What the task asks:
Repeat exactly what appears from the opening line of the listing to the line with "variable or add \", inclusive.

Dataset records:
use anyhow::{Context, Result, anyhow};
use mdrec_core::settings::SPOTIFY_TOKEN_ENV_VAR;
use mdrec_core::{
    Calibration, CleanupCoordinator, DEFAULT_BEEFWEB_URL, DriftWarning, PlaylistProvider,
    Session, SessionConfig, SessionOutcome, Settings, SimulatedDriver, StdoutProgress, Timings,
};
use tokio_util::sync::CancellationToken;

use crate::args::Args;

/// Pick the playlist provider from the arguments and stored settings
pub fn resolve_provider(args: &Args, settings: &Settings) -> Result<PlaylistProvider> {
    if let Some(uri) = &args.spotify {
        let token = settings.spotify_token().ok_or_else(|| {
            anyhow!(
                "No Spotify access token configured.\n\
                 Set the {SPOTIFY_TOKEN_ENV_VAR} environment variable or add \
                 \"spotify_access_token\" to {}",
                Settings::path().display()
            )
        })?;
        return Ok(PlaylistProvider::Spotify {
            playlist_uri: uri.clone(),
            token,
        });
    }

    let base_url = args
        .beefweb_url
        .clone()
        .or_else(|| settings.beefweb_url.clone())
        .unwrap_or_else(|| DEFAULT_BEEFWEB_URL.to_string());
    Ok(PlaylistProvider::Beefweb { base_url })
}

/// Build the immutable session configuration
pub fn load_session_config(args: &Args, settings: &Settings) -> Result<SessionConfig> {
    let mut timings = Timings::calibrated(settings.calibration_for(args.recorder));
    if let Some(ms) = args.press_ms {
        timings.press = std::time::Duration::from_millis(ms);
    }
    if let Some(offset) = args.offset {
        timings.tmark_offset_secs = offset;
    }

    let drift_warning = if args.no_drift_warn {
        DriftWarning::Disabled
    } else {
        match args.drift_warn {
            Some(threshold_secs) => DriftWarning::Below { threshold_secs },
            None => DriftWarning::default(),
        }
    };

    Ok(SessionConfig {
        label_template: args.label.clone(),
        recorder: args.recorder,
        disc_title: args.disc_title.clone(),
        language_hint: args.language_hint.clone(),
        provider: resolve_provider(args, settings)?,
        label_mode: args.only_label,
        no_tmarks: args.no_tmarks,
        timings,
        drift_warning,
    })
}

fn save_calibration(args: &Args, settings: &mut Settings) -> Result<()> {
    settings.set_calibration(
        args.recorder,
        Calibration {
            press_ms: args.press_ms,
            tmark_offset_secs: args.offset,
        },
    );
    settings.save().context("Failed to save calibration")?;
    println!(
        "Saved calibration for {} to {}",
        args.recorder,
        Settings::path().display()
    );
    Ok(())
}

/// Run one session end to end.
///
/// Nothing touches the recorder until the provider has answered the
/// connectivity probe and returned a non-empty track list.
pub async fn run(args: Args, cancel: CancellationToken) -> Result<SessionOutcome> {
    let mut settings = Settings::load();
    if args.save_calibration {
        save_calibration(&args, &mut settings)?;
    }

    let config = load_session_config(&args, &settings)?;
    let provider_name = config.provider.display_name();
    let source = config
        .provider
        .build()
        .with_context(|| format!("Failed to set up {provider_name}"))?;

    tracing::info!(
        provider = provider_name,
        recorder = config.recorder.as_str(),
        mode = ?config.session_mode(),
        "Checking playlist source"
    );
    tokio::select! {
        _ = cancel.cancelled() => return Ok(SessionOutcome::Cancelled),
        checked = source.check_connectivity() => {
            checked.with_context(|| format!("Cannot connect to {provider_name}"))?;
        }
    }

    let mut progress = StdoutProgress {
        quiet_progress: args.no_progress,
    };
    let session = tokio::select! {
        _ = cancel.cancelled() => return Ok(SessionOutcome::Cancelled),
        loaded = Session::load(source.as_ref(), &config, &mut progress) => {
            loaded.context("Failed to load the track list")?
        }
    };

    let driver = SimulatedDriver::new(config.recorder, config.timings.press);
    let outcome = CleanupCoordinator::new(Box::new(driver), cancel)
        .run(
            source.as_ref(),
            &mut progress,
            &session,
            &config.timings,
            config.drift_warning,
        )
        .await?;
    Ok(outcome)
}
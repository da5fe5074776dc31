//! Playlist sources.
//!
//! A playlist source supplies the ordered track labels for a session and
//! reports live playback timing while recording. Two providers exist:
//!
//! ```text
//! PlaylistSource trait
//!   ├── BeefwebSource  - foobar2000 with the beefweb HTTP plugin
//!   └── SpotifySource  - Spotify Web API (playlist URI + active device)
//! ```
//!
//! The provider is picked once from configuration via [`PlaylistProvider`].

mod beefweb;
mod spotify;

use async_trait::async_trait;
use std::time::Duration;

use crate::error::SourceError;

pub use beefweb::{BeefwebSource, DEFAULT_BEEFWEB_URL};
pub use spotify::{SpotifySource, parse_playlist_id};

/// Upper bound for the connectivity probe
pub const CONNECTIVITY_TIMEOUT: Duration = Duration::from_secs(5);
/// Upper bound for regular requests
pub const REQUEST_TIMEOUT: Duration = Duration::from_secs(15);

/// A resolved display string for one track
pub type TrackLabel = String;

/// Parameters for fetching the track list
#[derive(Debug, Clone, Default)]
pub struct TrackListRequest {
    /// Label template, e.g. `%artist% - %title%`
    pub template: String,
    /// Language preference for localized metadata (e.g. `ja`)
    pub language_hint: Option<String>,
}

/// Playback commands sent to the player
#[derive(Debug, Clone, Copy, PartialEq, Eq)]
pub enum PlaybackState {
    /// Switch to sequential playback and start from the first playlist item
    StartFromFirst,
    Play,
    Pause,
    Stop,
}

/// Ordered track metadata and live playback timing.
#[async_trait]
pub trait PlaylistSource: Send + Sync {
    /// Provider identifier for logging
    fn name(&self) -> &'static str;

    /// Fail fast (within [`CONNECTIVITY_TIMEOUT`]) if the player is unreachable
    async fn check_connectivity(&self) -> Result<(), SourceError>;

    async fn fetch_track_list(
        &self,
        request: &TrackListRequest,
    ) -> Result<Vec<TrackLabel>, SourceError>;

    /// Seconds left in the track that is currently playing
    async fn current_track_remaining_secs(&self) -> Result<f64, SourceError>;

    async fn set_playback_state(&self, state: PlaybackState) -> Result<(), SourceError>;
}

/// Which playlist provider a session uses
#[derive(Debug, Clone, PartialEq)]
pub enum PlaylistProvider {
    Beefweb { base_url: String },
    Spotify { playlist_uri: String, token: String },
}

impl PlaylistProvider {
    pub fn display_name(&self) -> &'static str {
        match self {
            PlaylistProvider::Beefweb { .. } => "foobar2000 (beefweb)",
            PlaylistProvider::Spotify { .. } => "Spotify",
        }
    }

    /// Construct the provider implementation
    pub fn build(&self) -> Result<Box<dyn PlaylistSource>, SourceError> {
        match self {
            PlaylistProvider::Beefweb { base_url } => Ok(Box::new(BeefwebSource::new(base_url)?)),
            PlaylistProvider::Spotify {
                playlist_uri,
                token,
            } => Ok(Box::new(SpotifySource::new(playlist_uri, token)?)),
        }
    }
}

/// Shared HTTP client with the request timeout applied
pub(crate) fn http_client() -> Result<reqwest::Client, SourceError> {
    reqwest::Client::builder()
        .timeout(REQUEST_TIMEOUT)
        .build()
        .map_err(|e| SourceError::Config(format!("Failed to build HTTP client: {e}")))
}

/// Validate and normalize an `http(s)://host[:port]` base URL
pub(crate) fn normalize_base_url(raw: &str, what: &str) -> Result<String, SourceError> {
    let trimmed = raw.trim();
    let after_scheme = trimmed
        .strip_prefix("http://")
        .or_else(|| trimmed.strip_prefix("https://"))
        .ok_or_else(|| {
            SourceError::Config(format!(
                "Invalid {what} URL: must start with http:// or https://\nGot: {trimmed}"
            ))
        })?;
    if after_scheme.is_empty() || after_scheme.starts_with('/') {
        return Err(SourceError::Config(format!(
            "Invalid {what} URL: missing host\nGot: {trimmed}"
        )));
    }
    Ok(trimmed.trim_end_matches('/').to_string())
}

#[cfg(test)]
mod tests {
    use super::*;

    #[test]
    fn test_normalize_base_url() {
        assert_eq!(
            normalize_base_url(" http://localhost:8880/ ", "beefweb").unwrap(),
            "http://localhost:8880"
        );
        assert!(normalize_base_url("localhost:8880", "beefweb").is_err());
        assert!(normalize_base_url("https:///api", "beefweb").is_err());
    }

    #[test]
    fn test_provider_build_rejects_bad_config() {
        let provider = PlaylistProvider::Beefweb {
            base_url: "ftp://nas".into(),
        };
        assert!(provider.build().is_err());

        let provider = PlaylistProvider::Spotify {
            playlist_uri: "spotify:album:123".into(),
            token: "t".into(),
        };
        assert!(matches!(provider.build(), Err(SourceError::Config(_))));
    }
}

Written response:
use anyhow::{Context, Result, anyhow};
use mdrec_core::settings::SPOTIFY_TOKEN_ENV_VAR;
use mdrec_core::{
    Calibration, CleanupCoordinator, DEFAULT_BEEFWEB_URL, DriftWarning, PlaylistProvider,
    Session, SessionConfig, SessionOutcome, Settings, SimulatedDriver, StdoutProgress, Timings,
};
use tokio_util::sync::CancellationToken;

use crate::args::Args;

/// Pick the playlist provider from the arguments and stored settings
pub fn resolve_provider(args: &Args, settings: &Settings) -> Result<PlaylistProvider> {
    if let Some(uri) = &args.spotify {
        let token = settings.spotify_token().ok_or_else(|| {
            anyhow!(
                "No Spotify access token configured.\n\
                 Set the {SPOTIFY_TOKEN_ENV_VAR} environment variable or add \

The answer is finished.